Vous trouverez quelques informations supplémentaires sur la base de données d'OpenStreetMap dans ces liens :
Le Power of Information Taskforce Report a réalisé 7 recommandation sur les données libres :
« Data and information are the lifeblood of the knowledge economy. The report’s recommendations on liberalising non-personal government information would provide an information stimulus if implemented.»
« La donnée et l'information sont le moteur de l'économie de la connaissance. Les recommandations du rapport sur la libéralisation des informations non personnelles du gouvernement pourrait fournir un stimulus de l'information si elle est appliquée. » Source : http://poit.cabinetoffice.gov.uk/poit/2009/02/introduction-to-the-taskforce-final
Une réflexion doit avoir lieu sur les données libres publiques et la possibilité d'innovation qu'elles permettent (http://poit.cabinetoffice.gov.uk/poit/2009/02/maps-and-geospatial-information/). En Angleterre, la task force a permis d'initier une telle réflexion avec les utilisateurs. Citons les une dernière fois :
«There is now a pressing need for reform at the Ordnance Survey. Shareholder Executive and HM Treasury are currently undertaking a review of the trading fund business model. They should seize the opportunity to recast the Ordnance Survey as a mapping agency for the 21st Century. Technological advances have shifted the fundamentals of the traditional Ordnance Survey business model and there is a real risk that it will find itself an anachronism as it is outpaced by more open alternatives such as Open Street Map, supported by cheap technology to support map-making.»
« Il y a maintenant un besoin urgent de réformer l'Ordnance Survey. Actionnaires exécutifs et ministère du Trésor sont actuellement en train de mettre en place un examen du modèle économique. Elles devraient saisir l'occasion de la refonte de l'Ordnance Survey en agence cartographique du 21e siècle. Les progrès technologiques ont modifié les fondements traditionnels du modèle d'entreprise de l'Ordnance Survey et il existe un risque réel qu'il se retrouve lui-même anachronique, il est dépassé par des alternatives ouvertes telles que OpenStreetMap, soutenue par des technologies bon marché comme appui à la création de carte.»
Des études ont montrées la pertinence des modèles économiques pour l'édition de logiciels libres, en France comme à l'étranger de nombres sociétés ont basées leur fonctionnement sur de tel modèle. D'ailleurs la France tient une place importante dans le monde de l'open source. Concernant les données libres, on voit ici et là, quelques initiatives mais très peu de véritable modèle économique sont mis en place, et un organisme public a toute sa pertinence pour mettre en place un tel modèle. Quelle sera la place de la France en terme de données libres ? Quel organisme public ou privé libérera le premier ses données et basera son fonctionnement sur un modèle économique innovant et original ?
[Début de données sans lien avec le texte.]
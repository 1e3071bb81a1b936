use std::path::PathBuf;

/// Application-level constants
pub const APP_NAME: &str = "DocTrack";
pub const APP_VERSION: &str = env!("CARGO_PKG_VERSION");

/// File name of the persisted document table.
pub const DOCUMENTS_FILE_NAME: &str = "documents.csv";

/// Get the application data directory
/// ~/DocTrack/ on all platforms (user-visible, per design requirement)
pub fn app_data_dir() -> PathBuf {
    let home = dirs::home_dir().expect("Cannot determine home directory");
    home.join("DocTrack")
}

/// Get the canonical path of the persisted document table
pub fn documents_file() -> PathBuf {
    app_data_dir().join(DOCUMENTS_FILE_NAME)
}

/// Get the directory export artifacts are written into
pub fn exports_dir() -> PathBuf {
    app_data_dir().join("exports")
}

/// Default tracing filter when RUST_LOG is unset
pub fn default_log_filter() -> String {
    format!("warn,{}=info", env!("CARGO_PKG_NAME"))
}
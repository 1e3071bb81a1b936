//! Flat-file persistence for the document table.
//!
//! One UTF-8 CSV file with the fixed 11-column header is the only persisted
//! state. The exporter reuses this module's writer, so anything the store
//! writes it can read back unchanged.

use std::fs;
use std::io;
use std::path::{Path, PathBuf};

use thiserror::Error;

use crate::config;
use crate::models::record::{DocumentRecord, DocumentTable, COLUMNS};

#[derive(Error, Debug)]
pub enum StoreError {
    #[error("Cannot read document table at {}: {source}", path.display())]
    Read { path: PathBuf, source: io::Error },

    #[error("Cannot write document table at {}: {source}", path.display())]
    Write { path: PathBuf, source: io::Error },

    #[error("Malformed document table at line {line}: {message}")]
    Malformed { line: usize, message: String },

    #[error("Cannot encode document table: {0}")]
    Encode(String),

    #[error("Invalid value for {field}: {value}")]
    InvalidValue { field: String, value: String },
}

// ─── Loading ──────────────────────────────────────────────────────────────────

/// Loads the document table from the canonical location.
pub fn load() -> Result<DocumentTable, StoreError> {
    load_at(&config::documents_file())
}

/// Loads the document table from an explicit file path.
///
/// A missing file means "no data yet": an empty table is returned and the
/// file is not created.
pub fn load_at(path: &Path) -> Result<DocumentTable, StoreError> {
    let content = match fs::read_to_string(path) {
        Ok(content) => content,
        Err(e) if e.kind() == io::ErrorKind::NotFound => {
            tracing::info!("No document table at {}, starting empty", path.display());
            return Ok(DocumentTable::new());
        }
        Err(e) => {
            return Err(StoreError::Read {
                path: path.to_path_buf(),
                source: e,
            });
        }
    };

    let table = table_from_csv(&content)?;
    tracing::info!("Loaded {} documents from {}", table.len(), path.display());
    Ok(table)
}

// ─── Saving ───────────────────────────────────────────────────────────────────

/// Saves the document table to the canonical location.
pub fn save(table: &DocumentTable) -> Result<(), StoreError> {
    save_at(table, &config::documents_file())
}

/// Saves the document table to an explicit file path, replacing the previous
/// contents entirely. The bytes land in a sibling temp file first and are
/// renamed over the target.
pub fn save_at(table: &DocumentTable, path: &Path) -> Result<(), StoreError> {
    let bytes = table_to_csv_bytes(table)?;

    if let Some(parent) = path.parent() {
        fs::create_dir_all(parent).map_err(|e| StoreError::Write {
            path: parent.to_path_buf(),
            source: e,
        })?;
    }

    let tmp = path.with_extension("csv.tmp");
    fs::write(&tmp, &bytes).map_err(|e| StoreError::Write {
        path: tmp.clone(),
        source: e,
    })?;
    fs::rename(&tmp, path).map_err(|e| StoreError::Write {
        path: path.to_path_buf(),
        source: e,
    })?;

    tracing::info!("Saved {} documents to {}", table.len(), path.display());
    Ok(())
}

// ─── CSV codec ────────────────────────────────────────────────────────────────

/// Serializes a table in the canonical column order, header first.
/// An empty table still gets its header row.
pub fn table_to_csv_bytes(table: &DocumentTable) -> Result<Vec<u8>, StoreError> {
    let mut writer = csv::Writer::from_writer(Vec::new());
    if table.is_empty() {
        writer
            .write_record(COLUMNS)
            .map_err(|e| StoreError::Encode(e.to_string()))?;
    }
    for record in table.records() {
        writer
            .serialize(record)
            .map_err(|e| StoreError::Encode(e.to_string()))?;
    }
    writer
        .into_inner()
        .map_err(|e| StoreError::Encode(e.to_string()))
}

fn table_from_csv(content: &str) -> Result<DocumentTable, StoreError> {
    let mut reader = csv::ReaderBuilder::new()
        .has_headers(true)
        .from_reader(content.as_bytes());

    let mut records = Vec::new();
    for result in reader.deserialize() {
        let record: DocumentRecord = result.map_err(malformed)?;
        records.push(record);
    }
    Ok(DocumentTable::from_records(records))
}

fn malformed(err: csv::Error) -> StoreError {
    let line = err.position().map(|p| p.line() as usize).unwrap_or(0);
    StoreError::Malformed {
        line,
        message: err.to_string(),
    }
}

// ─── Tests ────────────────────────────────────────────────────────────────────
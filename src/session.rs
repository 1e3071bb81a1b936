//! Session facade over store, editor and exporter.
//!
//! `Session` owns the storage path and the live table for one sitting,
//! standing in for the ambient table the presentation layer would
//! otherwise hold. The shell serializes all calls, so nothing here locks;
//! two sessions pointed at the same file race with last-writer-wins on
//! save.

use std::path::{Path, PathBuf};

use crate::config;
use crate::editor::{self, ValidationError};
use crate::export::{self, ExportError};
use crate::models::record::{DocumentRecord, DocumentTable, DraftRecord};
use crate::store::{self, StoreError};

pub struct Session {
    path: PathBuf,
    table: DocumentTable,
}

impl Session {
    /// Opens a session on the canonical documents file.
    pub fn open() -> Result<Self, StoreError> {
        Self::open_at(config::documents_file())
    }

    /// Opens a session on an explicit file path, loading the table once.
    /// A missing file starts the session with an empty table.
    pub fn open_at(path: impl Into<PathBuf>) -> Result<Self, StoreError> {
        let path = path.into();
        let table = store::load_at(&path)?;
        Ok(Self { path, table })
    }

    /// The live table.
    pub fn table(&self) -> &DocumentTable {
        &self.table
    }

    /// Path this session persists to.
    pub fn path(&self) -> &Path {
        &self.path
    }

    // ── Editing ─────────────────────────────────────────────

    /// Validates a draft and appends it to the live table. The table is
    /// not persisted; saving stays an explicit step.
    pub fn add_record(&mut self, draft: DraftRecord) -> Result<DocumentRecord, ValidationError> {
        editor::add(&mut self.table, draft)
    }

    /// Replaces the live table with an externally edited one, unvalidated.
    pub fn replace_table(&mut self, edited: DocumentTable) {
        editor::replace_all(&mut self.table, edited);
    }

    /// Replaces the live table only if every row passes the presence rule.
    /// On rejection the current table stays as it was.
    pub fn replace_table_strict(&mut self, edited: DocumentTable) -> Result<(), ValidationError> {
        editor::validate_table(&edited)?;
        editor::replace_all(&mut self.table, edited);
        Ok(())
    }

    // ── Persistence ─────────────────────────────────────────

    /// Saves the live table to this session's path. On failure the
    /// in-memory table is untouched and stays available for retry.
    pub fn save_table(&self) -> Result<(), StoreError> {
        store::save_at(&self.table, &self.path)
    }

    // ── Export ──────────────────────────────────────────────

    /// CSV artifact of the live table.
    pub fn export_csv(&self) -> Result<Vec<u8>, ExportError> {
        export::to_csv(&self.table)
    }

    /// PDF artifact of the live table.
    pub fn export_pdf(&self) -> Result<Vec<u8>, ExportError> {
        export::to_pdf(&self.table)
    }
}

// ─── Tests ────────────────────────────────────────────────────────────────────
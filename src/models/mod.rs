pub mod enums;
pub mod record;

pub use enums::{Discipline, Status};
pub use record::{DocumentRecord, DocumentTable, DraftRecord, COLUMNS};
//! Core of a project document tracker.
//!
//! A flat-CSV record store, a presence-validating editor, CSV and PDF
//! exporters, and the session facade a presentation shell drives. The
//! shell itself (form, grid, buttons) lives outside this crate.

pub mod config;
pub mod editor;
pub mod export;
pub mod models;
pub mod session;
pub mod store;

pub use editor::ValidationError;
pub use export::ExportError;
pub use models::{Discipline, DocumentRecord, DocumentTable, DraftRecord, Status, COLUMNS};
pub use session::Session;
pub use store::StoreError;

use tracing_subscriber::EnvFilter;

/// Install the global tracing subscriber: `RUST_LOG` when set, the crate
/// default otherwise. The shell calls this once at startup.
pub fn init_tracing() {
    tracing_subscriber::fmt()
        .with_env_filter(
            EnvFilter::try_from_default_env()
                .unwrap_or_else(|_| EnvFilter::new(config::default_log_filter())),
        )
        .init();

    tracing::info!("{} v{} ready", config::APP_NAME, config::APP_VERSION);
}
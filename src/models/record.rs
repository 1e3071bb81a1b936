use chrono::NaiveDate;
use serde::{Deserialize, Serialize};

use super::enums::{Discipline, Status};

/// Column labels of the persisted table, in schema order.
pub const COLUMNS: [&str; 11] = [
    "File Name",
    "Doc Ref",
    "Document Title",
    "Status",
    "Discipline",
    "File Type",
    "Rev Date",
    "Delivery Date",
    "Project",
    "Originator",
    "Project Stage",
];

/// One tracked project document. Field order is the persisted column order.
#[derive(Debug, Clone, PartialEq, Serialize, Deserialize)]
pub struct DocumentRecord {
    #[serde(rename = "File Name")]
    pub file_name: String,
    #[serde(rename = "Doc Ref")]
    pub doc_ref: String,
    #[serde(rename = "Document Title")]
    pub document_title: String,
    #[serde(rename = "Status")]
    pub status: Option<Status>,
    #[serde(rename = "Discipline")]
    pub discipline: Discipline,
    #[serde(rename = "File Type")]
    pub file_type: String,
    #[serde(rename = "Rev Date")]
    pub rev_date: NaiveDate,
    #[serde(rename = "Delivery Date")]
    pub delivery_date: NaiveDate,
    #[serde(rename = "Project")]
    pub project: String,
    #[serde(rename = "Originator")]
    pub originator: String,
    #[serde(rename = "Project Stage")]
    pub project_stage: String,
}

/// Candidate row from the entry form, not yet validated.
/// Dates left as `None` default to today when the row is added.
#[derive(Debug, Clone, Default, PartialEq)]
pub struct DraftRecord {
    pub file_name: String,
    pub doc_ref: String,
    pub document_title: String,
    pub status: Option<Status>,
    pub discipline: Option<Discipline>,
    pub file_type: String,
    pub rev_date: Option<NaiveDate>,
    pub delivery_date: Option<NaiveDate>,
    pub project: String,
    pub originator: String,
    pub project_stage: String,
}

/// Ordered collection of tracked documents, insertion order preserved.
#[derive(Debug, Clone, Default, PartialEq)]
pub struct DocumentTable {
    records: Vec<DocumentRecord>,
}

impl DocumentTable {
    pub fn new() -> Self {
        Self::default()
    }

    pub fn from_records(records: Vec<DocumentRecord>) -> Self {
        Self { records }
    }

    pub fn records(&self) -> &[DocumentRecord] {
        &self.records
    }

    pub fn push(&mut self, record: DocumentRecord) {
        self.records.push(record);
    }

    pub fn len(&self) -> usize {
        self.records.len()
    }

    pub fn is_empty(&self) -> bool {
        self.records.is_empty()
    }
}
Enfin comme la task force pour l'Angleterre, nous (communauté de la géomatique en France) devons être source de propositions et agir pour informer nos représentants politiques de la pertinence de ce modèle comme service publique. Agir non pas sur l'IGN mais directement sur les politiques et sur la tutelle de l'IGN qui définisent les missions et objectifs de l'IGN.